Trump Administration Asks OpenAI to Limit Release of GPT-5.6 Model
Trump Administration Asks OpenAI to Limit Release of GPT-5.6 Model The Trump administration’s move to slow the rollout of OpenAI’s next flagship model, GPT-5.6, has turned a long‑running debate over AI safety into a live test of how far Washington can go in steering private AI development.
In early June, President Trump signed an AI security executive order directing agencies to build processes for testing powerful models before public release, laying the groundwork for closer oversight. As officials assessed OpenAI’s forthcoming GPT-5.6, the White House’s Office of the National Cyber Director and the Office of Science and Technology Policy pressed for a restricted launch while they develop a broader security framework.

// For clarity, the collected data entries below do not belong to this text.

use crate::core::error::Result;
use crate::core::types::LocalDocId;
use crate::storage::layout::IndexLayout;

/// Event interface shared by the per-batch accumulators. The writer drives
/// every accumulator through the same sequence:
///
///   doc(0), field("title", ..), term(..), term(..), end_field(),
///   field("body", ..), term(..), end_field(), doc(1), ..., write()
pub trait SegmentComponentWriter {
    fn doc(&mut self, doc_id: LocalDocId);

    fn field(&mut self, name: &str, value: &[u8]);

    fn term(&mut self, term: &[u8]);

    fn end_field(&mut self);

    /// Flushes everything accumulated since construction into the files of
    /// one new segment.
    fn write(&mut self, layout: &IndexLayout, segment_id: u32) -> Result<()>;
}
use std::collections::HashMap;
use std::sync::Arc;

use parking_lot::Mutex;
use roaring::RoaringBitmap;

use crate::core::error::Result;
use crate::index::dictionary::DictionaryReader;
use crate::index::field_length::FieldLengthReader;
use crate::index::field_stats::read_field_stats;
use crate::index::postings::FreqsReader;
use crate::index::store::FieldStoreReader;
use crate::storage::array_store::ArrayStoreReader;
use crate::storage::layout::{path_with_suffix, IndexLayout};

/// Read side of one immutable segment. Per-field files are opened on
/// first use and cached; a field the segment never saw resolves to `None`
/// rather than an error, since fields are discovered per batch.
pub struct SegmentReader {
    pub id: u32,
    pub deleted_docs: RoaringBitmap,
    layout: IndexLayout,

    dictionaries: Mutex<HashMap<String, Option<Arc<DictionaryReader>>>>,
    freqs_readers: Mutex<HashMap<String, Option<Arc<FreqsReader>>>>,
    length_readers: Mutex<HashMap<String, Option<Arc<FieldLengthReader>>>>,
    store_readers: Mutex<HashMap<String, Option<Arc<FieldStoreReader>>>>,
}

impl SegmentReader {
    pub fn new(layout: IndexLayout, id: u32, deleted_docs: RoaringBitmap) -> Self {
        SegmentReader {
            id,
            deleted_docs,
            layout,
            dictionaries: Mutex::new(HashMap::new()),
            freqs_readers: Mutex::new(HashMap::new()),
            length_readers: Mutex::new(HashMap::new()),
            store_readers: Mutex::new(HashMap::new()),
        }
    }

    pub fn dictionary(&self, field_name: &str) -> Result<Option<Arc<DictionaryReader>>> {
        let mut cache = self.dictionaries.lock();
        if let Some(cached) = cache.get(field_name) {
            return Ok(cached.clone());
        }

        let base = self.layout.segment_kv_base(self.id, field_name, "dictionary");
        let reader = if path_with_suffix(&base, ".data").exists() {
            Some(Arc::new(DictionaryReader::open(&base)?))
        } else {
            None
        };

        cache.insert(field_name.to_string(), reader.clone());
        Ok(reader)
    }

    pub fn freqs(&self, field_name: &str) -> Result<Option<Arc<FreqsReader>>> {
        let mut cache = self.freqs_readers.lock();
        if let Some(cached) = cache.get(field_name) {
            return Ok(cached.clone());
        }

        let path = self.layout.segment_file(self.id, field_name, "frequencies");
        let reader = if path.exists() {
            Some(Arc::new(FreqsReader::open(&path)?))
        } else {
            None
        };

        cache.insert(field_name.to_string(), reader.clone());
        Ok(reader)
    }

    pub fn field_lengths(&self, field_name: &str) -> Result<Option<Arc<FieldLengthReader>>> {
        let mut cache = self.length_readers.lock();
        if let Some(cached) = cache.get(field_name) {
            return Ok(cached.clone());
        }

        let path = self.layout.segment_file(self.id, field_name, "lengths");
        let reader = if path.exists() {
            let store = Arc::new(ArrayStoreReader::open(&path, 1)?);
            Some(Arc::new(FieldLengthReader::new(store)))
        } else {
            None
        };

        cache.insert(field_name.to_string(), reader.clone());
        Ok(reader)
    }

    pub fn store(&self, field_name: &str) -> Result<Option<Arc<FieldStoreReader>>> {
        let mut cache = self.store_readers.lock();
        if let Some(cached) = cache.get(field_name) {
            return Ok(cached.clone());
        }

        let base = self.layout.segment_kv_base(self.id, field_name, "store");
        let reader = if path_with_suffix(&base, ".data").exists() {
            Some(Arc::new(FieldStoreReader::open(&base)?))
        } else {
            None
        };

        cache.insert(field_name.to_string(), reader.clone());
        Ok(reader)
    }

    /// (doc_count, sum_term_freq) for one field; (0, 0) when the segment
    /// has no such field.
    pub fn field_stats(&self, field_name: &str) -> Result<(u32, u64)> {
        let path = self.layout.segment_file(self.id, field_name, "stats");
        if !path.exists() {
            return Ok((0, 0));
        }
        read_field_stats(&path)
    }
}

By June 25, multiple outlets reported that the administration had formally asked OpenAI to limit GPT-5.6’s initial release to a “small set of government‑approved partners,” marking the first time the U.S. government has preemptively requested an American AI company to restrict a model before launch. TechCrunch described the shift as the White House “asking OpenAI to slow roll the release of its new model over safety concerns.”
Inside OpenAI, CEO Sam Altman told employees the company would comply by offering a limited preview to select enterprise customers, with the government “approving access customer by customer” and a possible wider rollout “a couple of weeks later” if the trial goes well. Altman stressed in a memo that this is “not our preferred long term model” and that OpenAI wants a “more sustainable approach for future releases.”

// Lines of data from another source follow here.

use std::collections::BTreeMap;

use roaring::RoaringBitmap;

use crate::core::error::{Error, ErrorKind, Result};
use crate::storage::kv_store::{KVStoreReader, KVStoreWriter};
use crate::storage::layout::IndexLayout;

/// Writes one deletion generation: a KV store keyed by segment id (u32 BE)
/// whose values are serialized bitmaps of tombstoned local doc ids. The
/// BTreeMap keeps segment keys ascending, as the KV store requires.
pub fn write_deleted(
    layout: &IndexLayout,
    generation: u32,
    deleted_by_segment: &BTreeMap<u32, RoaringBitmap>,
) -> Result<()> {
    let mut writer = KVStoreWriter::create(&layout.deleted_kv_base(generation))?;

    for (segment_id, bitmap) in deleted_by_segment {
        let mut buffer = Vec::with_capacity(bitmap.serialized_size());
        bitmap
            .serialize_into(&mut buffer)
            .map_err(|err| Error::new(ErrorKind::Internal, err.to_string()))?;
        writer.append(&segment_id.to_be_bytes(), &buffer)?;
    }

    writer.finish()
}

/// Reads the deletion generation referenced by a commit. A commit without
/// a generation behaves as a generation with no tombstones.
pub struct DeletedReader {
    store: Option<KVStoreReader>,
}

impl DeletedReader {
    pub fn open(layout: &IndexLayout, generation: Option<u32>) -> Result<Self> {
        let store = match generation {
            Some(generation) => Some(KVStoreReader::open(&layout.deleted_kv_base(generation))?),
            None => None,
        };
        Ok(DeletedReader { store })
    }

    pub fn deleted_docs_for_segment(&self, segment_id: u32) -> Result<Option<RoaringBitmap>> {
        let Some(store) = &self.store else {
            return Ok(None);
        };

        let Some(bytes) = store.get(&segment_id.to_be_bytes())? else {
            return Ok(None);
        };

        let bitmap = RoaringBitmap::deserialize_from(bytes)
            .map_err(|err| Error::new(ErrorKind::Format, err.to_string()))?;
        Ok(Some(bitmap))
    }
}

#[cfg(test)]
mod tests {
    use super::*;
    use tempfile::TempDir;

    #[test]
    fn bitmap_round_trip() {
        let dir = TempDir::new().unwrap();
        let layout = IndexLayout::new(dir.path()).unwrap();

        let mut first = RoaringBitmap::new();
        first.insert(0);
        first.insert(7);
        first.insert(100_000);
        let mut second = RoaringBitmap::new();
        second.insert(3);

        let mut by_segment = BTreeMap::new();
        by_segment.insert(9u32, first.clone());
        by_segment.insert(4u32, second.clone());
        write_deleted(&layout, 0, &by_segment).unwrap();

        let reader = DeletedReader::open(&layout, Some(0)).unwrap();
        assert_eq!(reader.deleted_docs_for_segment(9).unwrap(), Some(first));
        assert_eq!(reader.deleted_docs_for_segment(4).unwrap(), Some(second));
        assert_eq!(reader.deleted_docs_for_segment(5).unwrap(), None);
    }

    #[test]
    fn absent_generation_has_no_tombstones() {
        let dir = TempDir::new().unwrap();
        let layout = IndexLayout::new(dir.path()).unwrap();
        let reader = DeletedReader::open(&layout, None).unwrap();
        assert_eq!(reader.deleted_docs_for_segment(1).unwrap(), None);
    }
}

The Trump administration frames the move as narrowly targeted at models with “Mythos‑like” capabilities, referencing rival Anthropic’s restricted Claude Mythos system, which the company itself kept “under wraps” over fears of misuse. Yet critics see an uneven, increasingly heavy‑handed posture: Anthropic recently faced an export‑control directive barring “foreign nationals” from accessing its Mythos 5 and Fable 5 models, while OpenAI has so far been granted a more flexible, case‑by‑case preview regime.
Online, the episode revives a longer history of contentious slowdown decisions in AI. One viral post recalls that “Dario once delayed the release of GPT‑2 back at OpenAI, claiming it was too dangerous,” underscoring how arguments over when a model is ‘too powerful’ have shadowed frontier AI for years.